The functions and abilities of a certain part of the brain can be moved to another part of the brain when damaged. When a fetus is developing, this type of plasticity occurs rapidly establishing the brain systems.

=== Structural plasticity ===
Structural plasticity refers to morphological changes in the structure of the brain through the growth of new synaptic connections. This process is done through synaptogenesis, neuronal migration, and neurogenesis. These processes are a foundational part of fetal neuron development, but have also been found in adult brains. Neurogenesis occurs in the ventricular or subventricular zone of the brain. Neural migration is the process of neurons traveling from these zones towards their final destination in development. Synaptic remodeling in response to learning and memory lead to function consequences in the brain throughout life.

=== Developmental plasticity ===
Another broad umbrella of plasticity is developmental plasticity.

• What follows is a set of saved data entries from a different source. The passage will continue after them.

use std::path::PathBuf;

use crate::game::{MAX_MOVES, SIDE};

/// Errors raised while decoding a saved game.
#[derive(Debug, Clone, PartialEq, Eq, thiserror::Error)]
pub enum DeserializationError {
    #[error("invalid base64 payload: {0}")]
    Base64(#[from] base64::DecodeError),

    #[error("expected {expected} bytes, got {actual}")]
    Length { expected: usize, actual: usize },

    #[error("unknown cell code {code:#04x} at ({x}, {y})")]
    CellCode { x: usize, y: usize, code: u8 },

    #[error("invalid {field} flag byte {value}")]
    Flag { field: &'static str, value: u8 },

    #[error("state is marked both solved and game over")]
    ConflictingFlags,

    #[error("move count {0} exceeds the budget of {max}", max = MAX_MOVES)]
    MoveCount(u32),

    #[error("inconsistent state: {0}")]
    InconsistentState(&'static str),

    #[error("cell ({x}, {y}) does not match the board layout")]
    Layout { x: usize, y: usize },

    #[error("impossible coin population: {gold} gold, {silver} silver, {empty} empty")]
    Population {
        gold: usize,
        silver: usize,
        empty: usize,
    },
}

/// Errors surfaced by the game engine to its callers.
#[derive(Debug, Clone, PartialEq, Eq, thiserror::Error)]
pub enum GameError {
    #[error("cell ({x}, {y}) is outside the {side}x{side} board", side = SIDE)]
    OutOfRange { x: usize, y: usize },

    #[error("failed to restore game: {0}")]
    Deserialization(#[from] DeserializationError),
}

/// Errors from the preferences store.
#[derive(Debug, thiserror::Error)]
pub enum StoreError {
    #[error("I/O error on {path}: {source}")]
    Io {
        path: PathBuf,
        source: std::io::Error,
    },

    #[error("JSON error: {0}")]
    Json(#[from] serde_json::Error),
}
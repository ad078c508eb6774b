use std::fmt;

use crate::models::{CellValue, Position};

/// Width of each coin wing (`N`)
pub const CELL_COUNT: usize = 3;
/// Side of the square grid holding the diamond (`2N - 1`)
pub const SIDE: usize = CELL_COUNT * 2 - 1;
/// Moves allowed before an unsolved game is over
pub const MAX_MOVES: u32 = 99;

const CENTER: usize = CELL_COUNT - 1;

/// Destination offsets in search order: the four neighbours, then the four
/// cells two steps away.
const JUMP_OFFSETS: [(isize, isize); 8] = [
    (-1, 0),
    (0, -1),
    (1, 0),
    (0, 1),
    (-2, 0),
    (0, -2),
    (2, 0),
    (0, 2),
];

/// Dense `SIDE x SIDE` grid, stored as `cells[y][x]`.
#[derive(Debug, Clone, Copy, PartialEq, Eq)]
pub struct Board {
    cells: [[CellValue; SIDE]; SIDE],
}

impl Default for Board {
    fn default() -> Self {
        Self::new()
    }
}

impl Board {
    /// Create the starting layout: silver in the upper-right wing, gold in
    /// the lower-left wing, the centre empty.
    pub fn new() -> Self {
        let mut cells = [[CellValue::Disabled; SIDE]; SIDE];

        for (y, row) in cells.iter_mut().enumerate() {
            for (x, cell) in row.iter_mut().enumerate() {
                *cell = Self::starting_cell(x, y);
            }
        }

        Self { cells }
    }

    pub(crate) fn from_cells(cells: [[CellValue; SIDE]; SIDE]) -> Self {
        Self { cells }
    }

    /// Value a cell holds in the starting layout
    pub fn starting_cell(x: usize, y: usize) -> CellValue {
        if Self::is_disabled_position(x, y) {
            CellValue::Disabled
        } else if x == CENTER && y == CENTER {
            CellValue::Empty
        } else if y <= CENTER && x >= CENTER {
            CellValue::CoinSilver
        } else {
            CellValue::CoinGold
        }
    }

    /// Corner blocks outside the diamond
    pub fn is_disabled_position(x: usize, y: usize) -> bool {
        (y < CENTER && x < CENTER) || (y > CENTER && x > CENTER)
    }

    /// Get the cell at `(x, y)`, or `None` outside the grid
    pub fn get(&self, x: usize, y: usize) -> Option<CellValue> {
        self.cells.get(y).and_then(|row| row.get(x)).copied()
    }

    pub fn rows(&self) -> &[[CellValue; SIDE]; SIDE] {
        &self.cells
    }

    pub fn count(&self, value: CellValue) -> usize {
        self.cells
            .iter()
            .flatten()
            .filter(|cell| **cell == value)
            .count()
    }

    /// Find where the coin at `(x, y)` would land.
    ///
    /// The first in-bounds empty cell among [`JUMP_OFFSETS`] wins. For
    /// two-step candidates the cell in between is not inspected.
    pub fn jump_target(&self, x: usize, y: usize) -> Option<Position> {
        if !self.get(x, y)?.is_coin() {
            return None;
        }

        JUMP_OFFSETS.iter().find_map(|&(dx, dy)| {
            let tx = x.checked_add_signed(dx)?;
            let ty = y.checked_add_signed(dy)?;
            (self.get(tx, ty)? == CellValue::Empty).then_some(Position { x: tx, y: ty })
        })
    }

    /// Relocate the coin at `(x, y)` to its jump target. Returns the
    /// destination, or `None` with the board untouched.
    pub(crate) fn jump(&mut self, x: usize, y: usize) -> Option<Position> {
        let target = self.jump_target(x, y)?;

        self.cells[target.y][target.x] = self.cells[y][x];
        self.cells[y][x] = CellValue::Empty;

        Some(target)
    }

    /// True once every gold coin has left the gold wing and every silver
    /// coin has left the silver wing. The wings share the centre cell.
    pub fn is_solved(&self) -> bool {
        self.cells.iter().enumerate().all(|(y, row)| {
            row.iter().enumerate().all(|(x, cell)| match cell {
                CellValue::CoinGold => !in_gold_wing(x, y),
                CellValue::CoinSilver => !in_silver_wing(x, y),
                CellValue::Disabled | CellValue::Empty => true,
            })
        })
    }
}

fn in_gold_wing(x: usize, y: usize) -> bool {
    y >= CENTER && x < CELL_COUNT
}

fn in_silver_wing(x: usize, y: usize) -> bool {
    y < CELL_COUNT && x >= CENTER
}

impl fmt::Display for Board {
    fn fmt(&self, f: &mut fmt::Formatter<'_>) -> fmt::Result {
        for (y, row) in self.cells.iter().enumerate() {
            if y > 0 {
                writeln!(f)?;
            }
            for cell in row {
                let symbol = match cell {
                    CellValue::Disabled => ' ',
                    CellValue::Empty => '.',
                    CellValue::CoinGold => 'G',
                    CellValue::CoinSilver => 'S',
                };
                write!(f, "{}", symbol)?;
            }
        }
        Ok(())
    }
}

#[cfg(test)]
pub(crate) mod tests {
    use super::*;

    /// Build a board from a text picture using the `Display` symbols
    pub(crate) fn board_from(picture: &[&str; SIDE]) -> Board {
        let mut cells = [[CellValue::Disabled; SIDE]; SIDE];
        for (y, line) in picture.iter().enumerate() {
            for (x, symbol) in line.chars().enumerate() {
                cells[y][x] = match symbol {
                    '.' => CellValue::Empty,
                    'G' => CellValue::CoinGold,
                    'S' => CellValue::CoinSilver,
                    _ => CellValue::Disabled,
                };
            }
        }
        Board::from_cells(cells)
    }

    #[test]
    fn test_starting_layout() {
        let board = Board::new();
        let expected = ["  SSS", "  SSS", "GG.SS", "GGG  ", "GGG  "].join("\n");
        assert_eq!(board.to_string(), expected);
    }

    #[test]
    fn test_starting_counts() {
        let board = Board::new();
        assert_eq!(board.count(CellValue::Empty), 1);
        assert_eq!(board.count(CellValue::Disabled), 8);
        assert_eq!(board.count(CellValue::CoinGold), 8);
        assert_eq!(board.count(CellValue::CoinSilver), 8);
        assert_eq!(board.get(2, 2), Some(CellValue::Empty));
    }

    #[test]
    fn test_get_out_of_bounds() {
        let board = Board::new();
        assert_eq!(board.get(SIDE, 0), None);
        assert_eq!(board.get(0, SIDE), None);
    }

    #[test]
    fn test_jump_target_priority_prefers_neighbours() {
        // Empty cells both left and two steps up: left wins
        let board = board_from(&["  S.S", "  SSS", "GG.SS", "GGG  ", "GGG  "]);
        assert_eq!(board.jump_target(3, 2), Some(Position { x: 2, y: 2 }));
        // (3, 0) only has empty neighbours: left beats right
        let board = board_from(&["  .S.", "  SSS", "GGGSS", "GGG  ", "GGG  "]);
        assert_eq!(board.jump_target(3, 0), Some(Position { x: 2, y: 0 }));
    }

    #[test]
    fn test_jump_target_two_steps() {
        let board = Board::new();
        // Far-left from (4, 2) reaches the centre
        assert_eq!(board.jump_target(4, 2), Some(Position { x: 2, y: 2 }));
        // Far-up from (2, 4) reaches the centre
        assert_eq!(board.jump_target(2, 4), Some(Position { x: 2, y: 2 }));
    }

    #[test]
    fn test_jump_target_requires_coin() {
        let board = Board::new();
        assert_eq!(board.jump_target(2, 2), None);
        assert_eq!(board.jump_target(0, 0), None);
        assert_eq!(board.jump_target(9, 9), None);
    }

    #[test]
    fn test_boxed_in_coins_have_no_target() {
        let board = Board::new();
        for (x, y) in [(4, 0), (0, 4), (3, 0), (0, 3), (4, 1), (1, 4)] {
            assert_eq!(board.jump_target(x, y), None, "({}, {})", x, y);
        }
    }

    #[test]
    fn test_jump_preserves_color() {
        let mut board = Board::new();
        let target = board.jump(2, 1).unwrap();
        assert_eq!(target, Position { x: 2, y: 2 });
        assert_eq!(board.get(2, 2), Some(CellValue::CoinSilver));
        assert_eq!(board.get(2, 1), Some(CellValue::Empty));
    }

    #[test]
    fn test_solved_predicate() {
        assert!(!Board::new().is_solved());

        let swapped = board_from(&["  GGG", "  GGG", "SS.GG", "SSS  ", "SSS  "]);
        assert!(swapped.is_solved());

        // A coin parked on the shared centre blocks the win
        let centre_gold = board_from(&["  GGG", "  GGG", "SSG.G", "SSS  ", "SSS  "]);
        assert!(!centre_gold.is_solved());
    }
}
use std::sync::Arc;

use axum::{
    extract::{Path, State},
    http::StatusCode,
    Json,
};
use chrono::Utc;
use serde::{Deserialize, Serialize};
use uuid::Uuid;

use crate::{
    error::GameError,
    models::{BestScore, GameSnapshot, GameStatus, MoveOutcome},
    AppState, GameSession,
};

#[derive(Debug, Serialize, Deserialize)]
pub struct GameResponse {
    pub game_id: Uuid,
    pub state: GameSnapshot,
}

#[derive(Debug, Deserialize)]
pub struct MoveRequest {
    pub x: usize,
    pub y: usize,
}

#[derive(Debug, Serialize, Deserialize)]
pub struct MoveResponse {
    pub game_id: Uuid,
    pub outcome: MoveOutcome,
    /// Set when this move solved the puzzle in fewer moves than the best score
    pub new_record: bool,
    pub state: GameSnapshot,
}

/// Base64 save state, as produced by `BoardEngine::to_base64`
#[derive(Debug, Serialize, Deserialize)]
pub struct SavedGame {
    pub state: String,
}

#[derive(Debug, Deserialize)]
pub struct ScoreRequest {
    pub name: String,
}

#[derive(Debug, Serialize, Deserialize)]
pub struct ScoreResponse {
    pub recorded: bool,
    pub best: Option<BestScore>,
}

/// Run `f` against a session while holding its map entry.
///
/// The entry guard must not live across an `.await`, so callers keep all
/// engine work inside `f`.
fn with_session<T>(
    state: &AppState,
    game_id: Uuid,
    f: impl FnOnce(&mut GameSession) -> T,
) -> Result<T, StatusCode> {
    let mut session = state.sessions.get_mut(&game_id).ok_or_else(|| {
        tracing::debug!("Unknown game {}", game_id);
        StatusCode::NOT_FOUND
    })?;
    session.touch();
    Ok(f(&mut *session))
}

/// Start a new game session
pub async fn create_game(State(state): State<Arc<AppState>>) -> (StatusCode, Json<GameResponse>) {
    let game_id = Uuid::new_v4();
    let session = GameSession::new();
    let snapshot = session.engine.snapshot();

    state.sessions.insert(game_id, session);
    tracing::info!("Created game {} ({} active)", game_id, state.sessions.len());

    (
        StatusCode::CREATED,
        Json(GameResponse {
            game_id,
            state: snapshot,
        }),
    )
}

pub async fn get_game(
    State(state): State<Arc<AppState>>,
    Path(game_id): Path<Uuid>,
) -> Result<Json<GameResponse>, StatusCode> {
    let snapshot = with_session(&state, game_id, |session| session.engine.snapshot())?;
    Ok(Json(GameResponse {
        game_id,
        state: snapshot,
    }))
}

pub async fn delete_game(
    State(state): State<Arc<AppState>>,
    Path(game_id): Path<Uuid>,
) -> StatusCode {
    match state.sessions.remove(&game_id) {
        Some(_) => {
            tracing::info!("Removed game {}", game_id);
            StatusCode::NO_CONTENT
        }
        None => StatusCode::NOT_FOUND,
    }
}

/// Move the coin at the given cell. Coordinates outside the grid are a bad
/// request; a cell that cannot move is a normal `rejected` outcome.
pub async fn make_move(
    State(state): State<Arc<AppState>>,
    Path(game_id): Path<Uuid>,
    Json(payload): Json<MoveRequest>,
) -> Result<Json<MoveResponse>, StatusCode> {
    let (outcome, snapshot) = with_session(&state, game_id, |session| {
        session.engine.query_cell(payload.x, payload.y)?;
        let outcome = session.engine.play(payload.x, payload.y);
        Ok::<_, GameError>((outcome, session.engine.snapshot()))
    })?
    .map_err(|e| {
        tracing::debug!("Bad move request for game {}: {}", game_id, e);
        StatusCode::from(e)
    })?;

    let new_record = outcome == MoveOutcome::Solved
        && state
            .preferences
            .read()
            .await
            .is_new_record(snapshot.move_count);

    if outcome.is_accepted() && snapshot.status != GameStatus::Active {
        tracing::info!("Game {} finished: {:?}", game_id, snapshot.status);
    }

    Ok(Json(MoveResponse {
        game_id,
        outcome,
        new_record,
        state: snapshot,
    }))
}

pub async fn restart_game(
    State(state): State<Arc<AppState>>,
    Path(game_id): Path<Uuid>,
) -> Result<Json<GameResponse>, StatusCode> {
    let snapshot = with_session(&state, game_id, |session| {
        session.engine.initialize();
        session.engine.snapshot()
    })?;
    tracing::info!("Restarted game {}", game_id);

    Ok(Json(GameResponse {
        game_id,
        state: snapshot,
    }))
}

pub async fn save_game(
    State(state): State<Arc<AppState>>,
    Path(game_id): Path<Uuid>,
) -> Result<Json<SavedGame>, StatusCode> {
    let encoded = with_session(&state, game_id, |session| session.engine.to_base64())?;
    Ok(Json(SavedGame { state: encoded }))
}

/// Replace the session's state with a saved one. A malformed save leaves
/// the running game untouched.
pub async fn restore_game(
    State(state): State<Arc<AppState>>,
    Path(game_id): Path<Uuid>,
    Json(payload): Json<SavedGame>,
) -> Result<Json<GameResponse>, StatusCode> {
    let snapshot = with_session(&state, game_id, |session| {
        session
            .engine
            .from_base64(&payload.state)
            .map(|()| session.engine.snapshot())
    })?
    .map_err(|e| {
        tracing::warn!("Rejected save state for game {}: {}", game_id, e);
        StatusCode::from(GameError::from(e))
    })?;
    tracing::info!("Restored game {} at move {}", game_id, snapshot.move_count);

    Ok(Json(GameResponse {
        game_id,
        state: snapshot,
    }))
}

/// Record the player's name against a solved game if it beats the best score
pub async fn submit_score(
    State(state): State<Arc<AppState>>,
    Path(game_id): Path<Uuid>,
    Json(payload): Json<ScoreRequest>,
) -> Result<Json<ScoreResponse>, StatusCode> {
    let (solved, moves) = with_session(&state, game_id, |session| {
        (session.engine.is_solved(), session.engine.move_count())
    })?;

    if !solved {
        return Err(StatusCode::CONFLICT);
    }

    let mut preferences = state.preferences.write().await;
    let mut updated = preferences.clone();
    let recorded = updated.record_best(&payload.name, moves, Utc::now());

    if recorded {
        state.store.save(&updated).await.map_err(|e| {
            tracing::error!("Failed to save best score: {}", e);
            StatusCode::INTERNAL_SERVER_ERROR
        })?;
        *preferences = updated;
        tracing::info!("New best score: {} moves by {}", moves, payload.name.trim());
    }

    Ok(Json(ScoreResponse {
        recorded,
        best: preferences.best.clone(),
    }))
}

It is generally defined as an organism's ability to develop in regards to the environment that it is in, allowing for one encoded genotype to result in multiple phenotypes in the developmental process. The mechanism underlying this type of plasticity is the brain and nervous system's ability to adapt to experience and the environment, even if it opposes the genetic composition of an individual. Ultimately, these phenotypic changes can influence later health outcomes and the passing on of certain traits to the next generation.

== Role in central pattern generators ==

Homeostatic plasticity is also important in the context of central pattern generators. Central pattern generators control rhythmic and repeating pattern. Moreover, central pattern regulators are crucial for vital functions (i.e. respiration and digestion) and any disruptions can cause immense consequences. Central pattern generators maintain their rhythmic activity through homeostatic regulation using various intrinsic and network properties. One example of an intrinsic neuronal property is ion channel expression. For instance, neuron activity is influenced by the expression of ion channel levels. Moreover, changes in membrane voltage are used as feedback signals and those signals can modify the effects of the ion channels. Furthermore, the changes allow neurons to adjust and maintain stable activity patterns with various inputs. An example of a network property is synaptic reorganization. Synaptic reorganization refers to the formation and elimination of neuron connections that change synapse function and is key in brain plasticity. Overall, homeostatic plasticity is important for central pattern generators, as neuronal properties are modulated in response to environmental changes in order to maintain an appropriate and balanced neural output.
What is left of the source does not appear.